The stage is now set for a new boom.
The stock market and the industrial cycle
In the days of Marx, industrial enterprises were as a rule either owned by individual capitalists or partnerships, where a few capitalists would pool their capital in an industrial or commercial enterprise. By the standards of today, these enterprises were very small. Only in enterprises such as railroads that needed gigantic quantities of capital did something like the modern corporate form prevail. Today, however, only small-scale industrial and commercial enterprises are generally still owned by individual capitalists or partnerships.
A corporation is a collective industrial, commercial or financial capitalist. Instead of a few capitalist owners, there is a huge mass of owners. In the really big corporations that represent quantities of capital that are far beyond the means of even the richest individual capitalists, the largest stockholders may own a very small percentage of the total stock capital.

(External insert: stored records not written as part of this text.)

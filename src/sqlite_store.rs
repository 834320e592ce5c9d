//! Durable key-value store backed by SQLite. Holds the persistent cache
//! tier and the rate-limit timestamp. Entries never expire; reads and
//! writes degrade to misses and dropped writes on database failure.

use std::path::Path;

use parking_lot::Mutex;
use rusqlite::{params, Connection, OptionalExtension};
use tracing::{debug, info, warn};

use crate::store::KeyValueStore;

/// SQLite-backed store. One table, one row per key.
pub struct SqliteStore {
    conn: Mutex<Connection>,
}

impl SqliteStore {
    /// Open (or create) the store database at the given path.
    pub fn open(db_path: &Path) -> Result<Self, StoreError> {
        let conn = Connection::open(db_path)?;
        let store = Self::init(conn)?;
        info!(path = %db_path.display(), "translation store opened");
        Ok(store)
    }

    /// In-memory database for tests and ephemeral embedders.
    pub fn open_in_memory() -> Result<Self, StoreError> {
        let conn = Connection::open_in_memory()?;
        Self::init(conn)
    }

    fn init(conn: Connection) -> Result<Self, StoreError> {
        // WAL mode for better concurrent read performance
        conn.execute_batch("PRAGMA journal_mode=WAL; PRAGMA synchronous=NORMAL;")?;

        conn.execute_batch(
            "CREATE TABLE IF NOT EXISTS kv_store (
                store_key TEXT PRIMARY KEY,
                store_value TEXT NOT NULL,
                updated_at INTEGER NOT NULL
            );",
        )?;

        Ok(Self {
            conn: Mutex::new(conn),
        })
    }
}

impl KeyValueStore for SqliteStore {
    fn get(&self, key: &str) -> Option<String> {
        let conn = self.conn.lock();
        match conn
            .query_row(
                "SELECT store_value FROM kv_store WHERE store_key = ?1",
                params![key],
                |row| row.get(0),
            )
            .optional()
        {
            Ok(value) => {
                if value.is_some() {
                    debug!("durable store hit");
                }
                value
            }
            Err(e) => {
                warn!(error = %e, "store read failed");
                None
            }
        }
    }

    fn set(&self, key: &str, value: &str) {
        let conn = self.conn.lock();
        if let Err(e) = conn.execute(
            "INSERT OR REPLACE INTO kv_store (store_key, store_value, updated_at)
             VALUES (?1, ?2, ?3)",
            params![key, value, now_unix()],
        ) {
            warn!(error = %e, "store write failed");
        }
    }
}

#[derive(Debug)]
pub enum StoreError {
    Sqlite(rusqlite::Error),
}

impl std::fmt::Display for StoreError {
    fn fmt(&self, f: &mut std::fmt::Formatter<'_>) -> std::fmt::Result {
        match self {
            StoreError::Sqlite(e) => write!(f, "store open failed: {e}"),
        }
    }
}

impl From<rusqlite::Error> for StoreError {
    fn from(e: rusqlite::Error) -> Self {
        StoreError::Sqlite(e)
    }
}

impl std::error::Error for StoreError {}

/// Current time as Unix timestamp (seconds).
fn now_unix() -> i64 {
    std::time::SystemTime::now()
        .duration_since(std::time::UNIX_EPOCH)
        .unwrap_or_default()
        .as_secs() as i64
}
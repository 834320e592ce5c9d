//! Scripted provider for tests and local development. Records every call
//! with a timestamp, serves queued replies in order, and panics if two
//! calls ever overlap, which is how the single-flight tests catch a
//! broken gate.

use std::collections::VecDeque;
use std::sync::atomic::{AtomicBool, Ordering};
use std::time::Duration;

use async_trait::async_trait;
use parking_lot::Mutex;
use tokio::time::Instant;

use super::provider::{ProviderError, TranslationProvider};

/// What the next call should produce. `Suffix` is the default echo mode:
/// "Hello" translated to "fr" becomes "Hello:fr".
#[derive(Debug, Clone)]
pub enum MockReply {
    Suffix,
    Translated(String),
    RateLimited,
    Status(u16),
    Malformed,
    Transport,
}

/// One recorded provider call.
#[derive(Debug, Clone)]
pub struct MockCall {
    pub text: String,
    pub source: String,
    pub target: String,
    pub at: Instant,
}

pub struct MockProvider {
    script: Mutex<VecDeque<MockReply>>,
    calls: Mutex<Vec<MockCall>>,
    in_flight: AtomicBool,
    delay: Duration,
}

impl MockProvider {
    pub fn new() -> Self {
        Self::with_delay(Duration::ZERO)
    }

    /// Each call sleeps for `delay` before replying, so overlap and
    /// ordering become observable under the paused test clock.
    pub fn with_delay(delay: Duration) -> Self {
        Self {
            script: Mutex::new(VecDeque::new()),
            calls: Mutex::new(Vec::new()),
            in_flight: AtomicBool::new(false),
            delay,
        }
    }

    /// Queue a reply. Replies are consumed in order; once the script runs
    /// out, every further call echoes with `Suffix`.
    pub fn push_reply(&self, reply: MockReply) {
        self.script.lock().push_back(reply);
    }

    pub fn calls(&self) -> Vec<MockCall> {
        self.calls.lock().clone()
    }

    pub fn call_count(&self) -> usize {
        self.calls.lock().len()
    }
}

impl Default for MockProvider {
    fn default() -> Self {
        Self::new()
    }
}

/// Clears the in-flight flag even when the reply path errors out.
struct FlightGuard<'a>(&'a AtomicBool);

impl Drop for FlightGuard<'_> {
    fn drop(&mut self) {
        self.0.store(false, Ordering::SeqCst);
    }
}

#[async_trait]
impl TranslationProvider for MockProvider {
    async fn translate(
        &self,
        text: &str,
        source: &str,
        target: &str,
    ) -> Result<String, ProviderError> {
        if self.in_flight.swap(true, Ordering::SeqCst) {
            panic!("mock provider called while another call was in flight");
        }
        let _guard = FlightGuard(&self.in_flight);

        self.calls.lock().push(MockCall {
            text: text.to_string(),
            source: source.to_string(),
            target: target.to_string(),
            at: Instant::now(),
        });

        if !self.delay.is_zero() {
            tokio::time::sleep(self.delay).await;
        }

        let reply = self
            .script
            .lock()
            .pop_front()
            .unwrap_or(MockReply::Suffix);
        match reply {
            MockReply::Suffix => Ok(format!("{text}:{target}")),
            MockReply::Translated(out) => Ok(out),
            MockReply::RateLimited => Err(ProviderError::RateLimited),
            MockReply::Status(code) => Err(ProviderError::Status(code)),
            MockReply::Malformed => Err(ProviderError::Malformed("scripted".to_string())),
            MockReply::Transport => Err(ProviderError::Transport("scripted".to_string())),
        }
    }
}
//! Render-time translation engine for content-managed, multi-language
//! sites. Records rest in their source language; this crate rewrites the
//! displayed strings into the visitor's language on the way out, with a
//! two-tier cache in front of the endpoint, one request on the wire at a
//! time, and a cooldown breaker that degrades the whole site to source
//! text instead of hammering a rate-limited endpoint.
//!
//! Translation is presentation enhancement: no public service method
//! returns an error, and every degraded path yields the original text.
//!
//! ```no_run
//! use std::sync::Arc;
//! use content_translator::{
//!     MyMemoryClient, SqliteStore, TranslationConfig, TranslationService,
//! };
//!
//! # async fn demo() -> Result<(), Box<dyn std::error::Error>> {
//! let config = TranslationConfig::default();
//! let provider = Arc::new(MyMemoryClient::new(&config)?);
//! let store = Arc::new(SqliteStore::open(std::path::Path::new("translations.db"))?);
//! let service = TranslationService::new(config, provider, store);
//!
//! let greeting = service.translate("Welcome to the center", "ml").await;
//! # let _ = greeting;
//! # Ok(())
//! # }
//! ```

pub mod config;
pub mod metrics;
pub mod sqlite_store;
pub mod store;
pub mod translate;

pub use config::{ConfigError, TranslationConfig};
pub use metrics::{metric_names, MetricSummary, ServiceMetrics};
pub use sqlite_store::{SqliteStore, StoreError};
pub use store::{KeyValueStore, MemoryStore};
pub use translate::mock::{MockCall, MockProvider, MockReply};
pub use translate::provider::{MyMemoryClient, ProviderError, TranslationProvider};
pub use translate::{FailureReason, TranslateOutcome, TranslationService};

In theory, the stockholders elect the board of directors on the “democratic” principle of one share one vote. The board of directors then selects the actual managers who run the corporation on a day-to-day basis. In practice, however, corporations are run by a few “insiders” who pretty much control things. The great majority of the share owners, even those who may individually be very wealthy, have virtually no direct influence on the “management” of the corporation. (9) The replacement of the individually or family-owned enterprise by the “largely held” corporation has important implications for the evolution of the industrial cycle and the formation of crises, as we will see in future posts.
The shareholders large and small receive “dividends” in proportion to the total amount of stock they own. Dividends are paid out of the profits of the corporation, generally I assume, for reasons explained below, out of the interest part of the profit. (10) Though shareholders are owners and not money lenders like bond owners, they are still money capitalists. Stockholders do take a bigger risk then bondholders. Bondholders short of bankruptcy are guaranteed interest payments, while shareholders aren’t guaranteed a dividend. And in the case of bankruptcy, the stockholders generally get nothing.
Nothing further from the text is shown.